> _WHAT IS BEING ASKED_:
Find the number of lines below in which the word "Mutex" occurs. Write only that number.

=== Begin Enclosure ===

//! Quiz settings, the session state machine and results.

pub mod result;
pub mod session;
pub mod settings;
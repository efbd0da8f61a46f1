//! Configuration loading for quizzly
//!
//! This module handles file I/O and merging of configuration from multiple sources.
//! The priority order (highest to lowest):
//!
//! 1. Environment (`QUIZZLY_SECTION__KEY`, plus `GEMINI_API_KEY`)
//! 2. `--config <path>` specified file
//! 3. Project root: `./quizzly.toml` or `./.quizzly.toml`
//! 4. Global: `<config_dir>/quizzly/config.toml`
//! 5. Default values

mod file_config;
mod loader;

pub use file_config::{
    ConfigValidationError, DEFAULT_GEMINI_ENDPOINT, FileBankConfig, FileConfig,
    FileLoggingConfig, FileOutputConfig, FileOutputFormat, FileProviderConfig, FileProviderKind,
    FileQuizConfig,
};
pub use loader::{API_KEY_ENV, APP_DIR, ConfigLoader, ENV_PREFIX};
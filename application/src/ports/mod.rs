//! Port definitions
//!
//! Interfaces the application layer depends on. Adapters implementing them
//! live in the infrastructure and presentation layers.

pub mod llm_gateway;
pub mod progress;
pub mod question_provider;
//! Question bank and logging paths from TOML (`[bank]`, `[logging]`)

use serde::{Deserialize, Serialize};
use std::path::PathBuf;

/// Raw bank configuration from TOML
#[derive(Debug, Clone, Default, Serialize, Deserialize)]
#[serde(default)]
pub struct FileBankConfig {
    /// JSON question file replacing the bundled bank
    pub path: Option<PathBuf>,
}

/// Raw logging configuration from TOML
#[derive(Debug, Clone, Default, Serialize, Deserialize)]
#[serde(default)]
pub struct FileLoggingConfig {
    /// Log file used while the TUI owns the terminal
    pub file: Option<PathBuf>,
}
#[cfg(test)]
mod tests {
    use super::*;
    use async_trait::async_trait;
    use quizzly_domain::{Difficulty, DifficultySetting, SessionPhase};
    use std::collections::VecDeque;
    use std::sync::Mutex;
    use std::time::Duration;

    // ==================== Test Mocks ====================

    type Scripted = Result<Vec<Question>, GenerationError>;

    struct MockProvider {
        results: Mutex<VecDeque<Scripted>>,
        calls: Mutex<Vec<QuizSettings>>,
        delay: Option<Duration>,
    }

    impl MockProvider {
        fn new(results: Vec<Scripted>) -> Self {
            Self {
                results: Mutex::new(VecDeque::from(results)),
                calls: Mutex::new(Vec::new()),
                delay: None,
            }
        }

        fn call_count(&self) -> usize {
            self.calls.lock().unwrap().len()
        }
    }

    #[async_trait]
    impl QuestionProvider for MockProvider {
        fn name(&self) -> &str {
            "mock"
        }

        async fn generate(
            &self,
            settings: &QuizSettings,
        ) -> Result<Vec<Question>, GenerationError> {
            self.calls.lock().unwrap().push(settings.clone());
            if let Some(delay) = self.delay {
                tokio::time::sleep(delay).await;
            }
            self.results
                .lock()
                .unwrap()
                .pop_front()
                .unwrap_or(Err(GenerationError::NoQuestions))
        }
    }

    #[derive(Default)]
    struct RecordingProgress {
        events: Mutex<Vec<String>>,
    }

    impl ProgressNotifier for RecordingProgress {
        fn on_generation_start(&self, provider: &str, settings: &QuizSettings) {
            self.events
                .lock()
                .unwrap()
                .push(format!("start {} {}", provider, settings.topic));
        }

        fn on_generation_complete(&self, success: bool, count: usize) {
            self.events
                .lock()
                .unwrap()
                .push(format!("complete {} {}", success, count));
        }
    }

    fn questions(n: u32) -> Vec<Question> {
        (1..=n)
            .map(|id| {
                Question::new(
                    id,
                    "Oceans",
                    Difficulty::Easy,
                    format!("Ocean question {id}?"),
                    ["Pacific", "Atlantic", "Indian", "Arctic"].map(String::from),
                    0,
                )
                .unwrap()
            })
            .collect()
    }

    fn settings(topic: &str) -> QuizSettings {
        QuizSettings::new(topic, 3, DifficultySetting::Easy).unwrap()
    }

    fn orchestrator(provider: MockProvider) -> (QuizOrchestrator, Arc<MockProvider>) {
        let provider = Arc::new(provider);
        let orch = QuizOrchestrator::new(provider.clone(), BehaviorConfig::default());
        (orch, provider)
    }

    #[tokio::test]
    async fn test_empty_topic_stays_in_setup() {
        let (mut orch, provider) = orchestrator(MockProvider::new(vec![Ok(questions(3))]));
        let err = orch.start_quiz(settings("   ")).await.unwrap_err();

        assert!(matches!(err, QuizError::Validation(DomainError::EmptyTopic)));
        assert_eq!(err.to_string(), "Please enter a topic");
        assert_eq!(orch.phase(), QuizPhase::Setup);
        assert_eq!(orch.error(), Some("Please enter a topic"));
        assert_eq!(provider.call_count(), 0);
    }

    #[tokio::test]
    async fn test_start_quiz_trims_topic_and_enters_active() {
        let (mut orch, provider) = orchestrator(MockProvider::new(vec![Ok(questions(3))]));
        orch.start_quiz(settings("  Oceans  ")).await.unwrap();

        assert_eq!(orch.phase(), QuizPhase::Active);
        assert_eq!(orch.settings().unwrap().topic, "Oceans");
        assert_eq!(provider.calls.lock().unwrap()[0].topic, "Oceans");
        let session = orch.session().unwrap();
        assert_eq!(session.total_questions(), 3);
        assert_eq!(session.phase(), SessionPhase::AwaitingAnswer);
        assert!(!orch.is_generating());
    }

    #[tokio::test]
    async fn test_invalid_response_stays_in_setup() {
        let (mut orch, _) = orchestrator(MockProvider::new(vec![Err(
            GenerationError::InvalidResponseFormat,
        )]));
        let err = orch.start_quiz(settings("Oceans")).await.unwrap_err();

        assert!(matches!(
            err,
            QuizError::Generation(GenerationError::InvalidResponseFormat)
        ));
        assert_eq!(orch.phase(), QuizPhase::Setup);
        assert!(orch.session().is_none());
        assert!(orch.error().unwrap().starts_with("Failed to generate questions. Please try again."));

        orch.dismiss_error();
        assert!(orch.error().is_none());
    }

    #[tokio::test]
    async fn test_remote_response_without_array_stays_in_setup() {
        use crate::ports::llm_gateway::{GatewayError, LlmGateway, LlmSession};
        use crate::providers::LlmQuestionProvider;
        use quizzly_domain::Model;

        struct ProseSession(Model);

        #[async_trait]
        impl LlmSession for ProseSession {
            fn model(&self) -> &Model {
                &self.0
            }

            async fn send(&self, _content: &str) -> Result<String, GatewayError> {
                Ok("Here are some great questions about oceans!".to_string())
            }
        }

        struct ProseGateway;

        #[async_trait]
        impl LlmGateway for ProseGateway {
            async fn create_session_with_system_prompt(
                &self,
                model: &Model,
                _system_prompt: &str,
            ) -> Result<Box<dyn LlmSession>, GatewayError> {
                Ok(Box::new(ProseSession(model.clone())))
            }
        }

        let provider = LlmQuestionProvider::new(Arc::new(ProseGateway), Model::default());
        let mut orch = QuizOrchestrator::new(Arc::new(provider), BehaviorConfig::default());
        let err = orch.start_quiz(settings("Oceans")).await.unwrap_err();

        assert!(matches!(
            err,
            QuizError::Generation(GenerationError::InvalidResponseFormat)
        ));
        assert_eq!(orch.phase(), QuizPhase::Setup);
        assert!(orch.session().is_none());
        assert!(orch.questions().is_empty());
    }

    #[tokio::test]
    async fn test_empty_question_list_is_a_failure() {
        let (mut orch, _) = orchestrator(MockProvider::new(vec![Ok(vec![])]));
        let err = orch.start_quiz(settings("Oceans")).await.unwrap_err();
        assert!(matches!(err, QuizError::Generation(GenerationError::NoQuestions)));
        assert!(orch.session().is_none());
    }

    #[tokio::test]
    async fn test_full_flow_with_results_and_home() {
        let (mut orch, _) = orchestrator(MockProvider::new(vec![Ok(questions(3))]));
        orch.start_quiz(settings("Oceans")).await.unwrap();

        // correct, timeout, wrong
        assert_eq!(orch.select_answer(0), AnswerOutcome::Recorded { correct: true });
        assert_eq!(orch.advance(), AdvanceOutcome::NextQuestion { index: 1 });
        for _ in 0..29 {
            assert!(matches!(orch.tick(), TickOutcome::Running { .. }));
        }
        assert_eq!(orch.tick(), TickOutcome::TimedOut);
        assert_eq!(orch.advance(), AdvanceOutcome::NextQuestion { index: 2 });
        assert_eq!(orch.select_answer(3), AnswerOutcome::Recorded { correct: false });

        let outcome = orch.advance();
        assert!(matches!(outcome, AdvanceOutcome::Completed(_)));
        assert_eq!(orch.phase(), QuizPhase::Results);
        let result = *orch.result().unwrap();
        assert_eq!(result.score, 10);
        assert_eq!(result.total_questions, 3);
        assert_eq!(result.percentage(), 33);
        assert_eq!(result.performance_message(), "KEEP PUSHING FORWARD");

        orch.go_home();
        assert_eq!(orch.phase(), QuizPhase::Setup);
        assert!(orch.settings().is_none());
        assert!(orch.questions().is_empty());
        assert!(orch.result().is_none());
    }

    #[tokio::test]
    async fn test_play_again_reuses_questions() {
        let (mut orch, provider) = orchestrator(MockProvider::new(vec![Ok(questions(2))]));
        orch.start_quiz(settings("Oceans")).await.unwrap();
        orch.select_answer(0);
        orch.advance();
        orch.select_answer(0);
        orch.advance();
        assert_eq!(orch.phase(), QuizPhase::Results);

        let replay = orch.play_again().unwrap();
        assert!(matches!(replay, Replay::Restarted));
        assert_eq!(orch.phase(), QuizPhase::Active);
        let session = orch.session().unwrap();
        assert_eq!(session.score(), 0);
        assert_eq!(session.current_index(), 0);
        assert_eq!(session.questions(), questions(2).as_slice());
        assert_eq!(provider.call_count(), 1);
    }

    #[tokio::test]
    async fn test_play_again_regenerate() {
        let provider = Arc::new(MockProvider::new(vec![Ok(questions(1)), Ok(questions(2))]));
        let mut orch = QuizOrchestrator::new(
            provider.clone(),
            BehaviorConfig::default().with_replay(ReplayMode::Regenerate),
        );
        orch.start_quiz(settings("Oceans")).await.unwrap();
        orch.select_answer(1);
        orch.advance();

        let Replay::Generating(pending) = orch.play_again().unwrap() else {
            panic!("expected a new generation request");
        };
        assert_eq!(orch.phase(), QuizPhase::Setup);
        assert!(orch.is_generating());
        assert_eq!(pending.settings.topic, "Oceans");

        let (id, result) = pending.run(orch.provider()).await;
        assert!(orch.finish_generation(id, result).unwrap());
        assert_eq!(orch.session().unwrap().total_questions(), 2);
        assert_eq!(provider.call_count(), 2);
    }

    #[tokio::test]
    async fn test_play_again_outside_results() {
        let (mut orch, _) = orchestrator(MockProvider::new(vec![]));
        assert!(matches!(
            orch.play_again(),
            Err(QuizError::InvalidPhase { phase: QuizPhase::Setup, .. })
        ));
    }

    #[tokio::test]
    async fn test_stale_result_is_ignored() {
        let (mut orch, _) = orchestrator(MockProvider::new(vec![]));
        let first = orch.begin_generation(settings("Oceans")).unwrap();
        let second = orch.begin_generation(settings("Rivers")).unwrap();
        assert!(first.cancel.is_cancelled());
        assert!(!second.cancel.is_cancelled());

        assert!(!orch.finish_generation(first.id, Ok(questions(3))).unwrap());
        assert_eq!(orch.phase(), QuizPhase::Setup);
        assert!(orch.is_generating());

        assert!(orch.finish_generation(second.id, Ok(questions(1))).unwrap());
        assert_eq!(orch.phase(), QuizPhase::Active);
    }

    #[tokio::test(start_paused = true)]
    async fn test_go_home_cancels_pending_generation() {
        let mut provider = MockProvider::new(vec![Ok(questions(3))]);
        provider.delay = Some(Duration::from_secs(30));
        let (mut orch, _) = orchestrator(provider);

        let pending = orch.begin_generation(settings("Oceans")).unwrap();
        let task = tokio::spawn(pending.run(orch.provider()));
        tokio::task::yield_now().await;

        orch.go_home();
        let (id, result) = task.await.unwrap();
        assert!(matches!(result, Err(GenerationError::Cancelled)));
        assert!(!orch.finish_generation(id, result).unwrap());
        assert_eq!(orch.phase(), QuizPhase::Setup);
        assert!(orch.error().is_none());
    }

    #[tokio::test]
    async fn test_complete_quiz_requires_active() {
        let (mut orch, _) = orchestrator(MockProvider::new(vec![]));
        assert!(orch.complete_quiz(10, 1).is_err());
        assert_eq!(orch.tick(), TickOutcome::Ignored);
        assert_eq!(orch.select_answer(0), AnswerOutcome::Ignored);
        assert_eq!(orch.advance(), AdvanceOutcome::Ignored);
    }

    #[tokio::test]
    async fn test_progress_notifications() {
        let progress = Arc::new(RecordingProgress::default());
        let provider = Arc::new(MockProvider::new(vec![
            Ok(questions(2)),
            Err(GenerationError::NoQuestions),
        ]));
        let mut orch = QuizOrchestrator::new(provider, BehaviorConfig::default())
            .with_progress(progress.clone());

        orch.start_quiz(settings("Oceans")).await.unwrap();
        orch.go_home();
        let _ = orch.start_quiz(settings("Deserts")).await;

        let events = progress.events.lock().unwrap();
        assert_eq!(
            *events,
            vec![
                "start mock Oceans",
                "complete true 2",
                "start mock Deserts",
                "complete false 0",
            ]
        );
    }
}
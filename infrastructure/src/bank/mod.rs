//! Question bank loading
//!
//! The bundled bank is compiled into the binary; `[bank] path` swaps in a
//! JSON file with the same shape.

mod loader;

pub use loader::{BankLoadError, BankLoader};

=== End Enclosure ===

> _RESPONSE TO THE EXERCISE_:
6